Молодецкие, с веселым гиканьем да устрашающим посвистом налеты на искусство почти во всех декларациях сопровождались темп или иными формами его утверждения. Наверное, это не замышлялось специально, получалось невольно.
Но можно ли найти лучшее подтверждение искренности, глубины и непрерываемости их связей с искусством, чем невольное утверждение того, что вольно отвергалось?
В вертовском манифесте «МЫ» между обилием громовых призывов ускорить смерть киноискусства и галантными приглашениями повернуться задом к музыке, ко всем прочим «одурманивающим человека» видам искусства, примазывающимся к кино, стояла фраза, которую в грохоте грозовых раскатов можно было и не услышать: «К синтезу — в зените достижений каждого вида искусства, но не раньше».

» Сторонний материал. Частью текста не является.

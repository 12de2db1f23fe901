//! Bundled sample changelog.

/// A sample YAML changelog demonstrating the document format.
///
/// Written out by `strata generate` so a new project starts from a working
/// document instead of a blank page.
pub const SAMPLE_CHANGELOG: &str = r#"databaseChangeLog:
  - changeSet:
      id: 1
      author: john.doe
      comment: Create users table
      changes:
        - createTable:
            tableName: users
            columns:
              - name: id
                type: INTEGER
                constraints:
                  primaryKey: true
                  autoIncrement: true
              - name: username
                type: VARCHAR(50)
                constraints:
                  nullable: false
                  unique: true
              - name: email
                type: VARCHAR(100)
                constraints:
                  nullable: false
              - name: created_at
                type: TIMESTAMP
                defaultValue: CURRENT_TIMESTAMP
      rollback:
        - dropTable:
            tableName: users

  - changeSet:
      id: 2
      author: john.doe
      comment: Create posts table
      changes:
        - createTable:
            tableName: posts
            columns:
              - name: id
                type: INTEGER
                constraints:
                  primaryKey: true
                  autoIncrement: true
              - name: user_id
                type: INTEGER
                constraints:
                  nullable: false
              - name: title
                type: VARCHAR(200)
              - name: content
                type: TEXT
              - name: published
                type: BOOLEAN
                defaultValue: false
        - createIndex:
            indexName: idx_posts_user_id
            tableName: posts
            columns:
              - name: user_id
      rollback:
        - dropTable:
            tableName: posts

  - changeSet:
      id: 3
      author: jane.smith
      comment: Add phone column to users
      changes:
        - addColumn:
            tableName: users
            column:
              name: phone
              type: VARCHAR(20)
      rollback:
        - dropColumn:
            tableName: users
            columnName: phone
"#;

/// The sample changelog document.
pub fn sample_changelog_yaml() -> &'static str {
    SAMPLE_CHANGELOG
}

Вертов протестовал не вообще против слияния разных искусств в кино, а против преждевременного и механического смешения на экране, которое многие называли киносинтезом. Не театр, снятый на пленку, не романное киноповествование, не музыка как приложимый элемент сопровождения, а — подлинный синтез, и обязательно в зените достижений.

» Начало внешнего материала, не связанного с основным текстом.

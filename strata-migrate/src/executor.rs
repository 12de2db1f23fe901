//! Change execution: typed dispatch from change operations to SQL.

use strata_changelog::{Change, ColumnDef};
use tracing::debug;

use crate::error::{MigrateResult, MigrationError};
use crate::store::{ChangeStore, SqlValue};

/// A rendered SQL statement with its bound parameters.
#[derive(Debug, Clone, PartialEq)]
pub struct SqlStatement {
    pub sql: String,
    pub params: Vec<SqlValue>,
}

impl SqlStatement {
    /// A statement with no parameters.
    pub fn new(sql: impl Into<String>) -> Self {
        Self {
            sql: sql.into(),
            params: Vec::new(),
        }
    }

    /// A statement with bound parameters.
    pub fn with_params(sql: impl Into<String>, params: Vec<SqlValue>) -> Self {
        Self {
            sql: sql.into(),
            params,
        }
    }
}

/// Applies single change operations against a store.
///
/// Pure dispatch plus parameter validation: the executor never opens or
/// closes a transaction, and it knows nothing about the ledger.
pub struct ChangeExecutor<'a, S: ChangeStore + ?Sized> {
    store: &'a S,
}

impl<'a, S: ChangeStore + ?Sized> ChangeExecutor<'a, S> {
    /// Create an executor over the given store.
    pub fn new(store: &'a S) -> Self {
        Self { store }
    }

    /// Render and execute one change.
    pub async fn apply(&self, change: &Change) -> MigrateResult<()> {
        let stmt = render_change(change)?;
        debug!(kind = change.kind(), sql = %stmt.sql, "applying change");
        self.store.execute(&stmt.sql, stmt.params).await?;
        Ok(())
    }
}

/// Render a change operation to a SQL statement.
///
/// Validates that required fields are present and non-empty, failing with
/// [`MigrationError::MalformedChange`] before the store is touched.
pub fn render_change(change: &Change) -> MigrateResult<SqlStatement> {
    match change {
        Change::CreateTable {
            table_name,
            columns,
        } => {
            let table = require(change, "tableName", table_name)?;
            if columns.is_empty() {
                return Err(malformed(change, "columns"));
            }
            let defs = columns
                .iter()
                .map(|col| column_definition(change, col))
                .collect::<MigrateResult<Vec<_>>>()?;
            Ok(SqlStatement::new(format!(
                "CREATE TABLE \"{}\" ({})",
                table,
                defs.join(", ")
            )))
        }

        Change::AddColumn { table_name, column } => {
            let table = require(change, "tableName", table_name)?;
            let def = column_definition(change, column)?;
            Ok(SqlStatement::new(format!(
                "ALTER TABLE \"{}\" ADD COLUMN {}",
                table, def
            )))
        }

        Change::DropColumn {
            table_name,
            column_name,
        } => {
            let table = require(change, "tableName", table_name)?;
            let column = require(change, "columnName", column_name)?;
            Ok(SqlStatement::new(format!(
                "ALTER TABLE \"{}\" DROP COLUMN \"{}\"",
                table, column
            )))
        }

        Change::RenameColumn {
            table_name,
            old_column_name,
            new_column_name,
        } => {
            let table = require(change, "tableName", table_name)?;
            let old = require(change, "oldColumnName", old_column_name)?;
            let new = require(change, "newColumnName", new_column_name)?;
            Ok(SqlStatement::new(format!(
                "ALTER TABLE \"{}\" RENAME COLUMN \"{}\" TO \"{}\"",
                table, old, new
            )))
        }

        Change::CreateIndex {
            index_name,
            table_name,
            columns,
        } => {
            let index = require(change, "indexName", index_name)?;
            let table = require(change, "tableName", table_name)?;
            if columns.is_empty() {
                return Err(malformed(change, "columns"));
            }
            let cols: Vec<String> = columns
                .iter()
                .map(|c| format!("\"{}\"", c.name))
                .collect();
            Ok(SqlStatement::new(format!(
                "CREATE INDEX \"{}\" ON \"{}\" ({})",
                index,
                table,
                cols.join(", ")
            )))
        }

        Change::DropTable { table_name } => {
            let table = require(change, "tableName", table_name)?;
            Ok(SqlStatement::new(format!(
                "DROP TABLE IF EXISTS \"{}\"",
                table
            )))
        }

        Change::RawSql { sql } => {
            let sql = require(change, "sql", sql)?;
            Ok(SqlStatement::new(sql))
        }

        Change::InsertRow {
            table_name,
            columns,
        } => {
            let table = require(change, "tableName", table_name)?;
            if columns.is_empty() {
                return Err(malformed(change, "columns"));
            }
            let names: Vec<String> = columns.keys().map(|c| format!("\"{}\"", c)).collect();
            let placeholders: Vec<String> =
                (1..=columns.len()).map(|i| format!("?{}", i)).collect();
            let params: Vec<SqlValue> = columns.values().map(SqlValue::from).collect();
            Ok(SqlStatement::with_params(
                format!(
                    "INSERT INTO \"{}\" ({}) VALUES ({})",
                    table,
                    names.join(", "),
                    placeholders.join(", ")
                ),
                params,
            ))
        }
    }
}

/// Render a column definition.
///
/// Modifier ordering is a contract the target grammar depends on:
/// type, then PRIMARY KEY, AUTOINCREMENT, NOT NULL, UNIQUE, DEFAULT.
fn column_definition(change: &Change, col: &ColumnDef) -> MigrateResult<String> {
    let name = require(change, "name", &col.name)?;
    let col_type = require(change, "type", &col.column_type)?;

    let mut parts = vec![format!("\"{}\"", name), col_type];

    if col.constraints.primary_key {
        parts.push("PRIMARY KEY".to_string());
    }
    if col.constraints.auto_increment {
        parts.push("AUTOINCREMENT".to_string());
    }
    if col.constraints.nullable == Some(false) {
        parts.push("NOT NULL".to_string());
    }
    if col.constraints.unique {
        parts.push("UNIQUE".to_string());
    }
    if let Some(default) = &col.default_value {
        parts.push(format!("DEFAULT {}", render_default(default)));
    }

    Ok(parts.join(" "))
}

/// Render a default value as the document wrote it.
///
/// Strings pass through verbatim so documents can write SQL expressions like
/// `CURRENT_TIMESTAMP` or quoted literals; booleans lower to SQLite's 1/0.
fn render_default(value: &serde_json::Value) -> String {
    match value {
        serde_json::Value::Null => "NULL".to_string(),
        serde_json::Value::Bool(b) => if *b { "1" } else { "0" }.to_string(),
        serde_json::Value::Number(n) => n.to_string(),
        serde_json::Value::String(s) => s.clone(),
        other => other.to_string(),
    }
}

fn require(change: &Change, field: &'static str, value: &str) -> MigrateResult<String> {
    let trimmed = value.trim();
    if trimmed.is_empty() {
        Err(malformed(change, field))
    } else {
        Ok(trimmed.to_string())
    }
}

fn malformed(change: &Change, field: &'static str) -> MigrationError {
    MigrationError::MalformedChange {
        kind: change.kind(),
        field,
    }
}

Под зенитом достижений он понимал то, о чем было сказано в следующем манифесте «Киноки. Переворот».
Не театральные, не музыкальные, не литературные ощущения как таковые, а все это — в синтезе киноощущений.
Киновидения.
Киномышления.
Короткая и незаметная фраза о синтезе легко могла прокатиться мимо сознания читателя первого манифеста.
Между тем весь творческий путь Вертова был отмечен не чем иным, как стремлением к синтезу разных видов искусств в зените киноощущения мира.
Не замечая этой фразы, но все чаще отмечая синтез в вертовских фильмах, читатели (включая Эйзенштейна), превращаясь в зрителей, дивились противоречиям между декларациями и практикой, ставящим Вертова в «смешное положение».
Противоречия, конечно, существовали, но не были столь однозначны и тем более смешны, как казалось.
Переходя к изложению своих принципов построения документальной киновещи, Вертов мимоходом замечал, что «каждый любящий свое искусство ищет сущности своей техники».
Вертов говорит о «своем искусстве», а не о чем-то другом.
Под своим искусством он понимал «искусство движения» (снова искусство, а не что-то другое) — мощную экспрессию, стремительный напор, напряженный ритм.
В этом отражались возрастающие темпы социальных перемен, все убыстряющийся бег времени.
Что же касается сущности техники «своего искусства», то здесь Вертовым прежде всего выделялась необходимость точной организации зафиксированных движений жизни, ее разнообразных мгновении. «Киночество, — писал он в манифесте „МЫ“, — есть искусство организации необходимых движений вещей в пространстве и, применив ритмическое художественное целое, согласное со свойствами материала и внутренним ритмом каждой вещи».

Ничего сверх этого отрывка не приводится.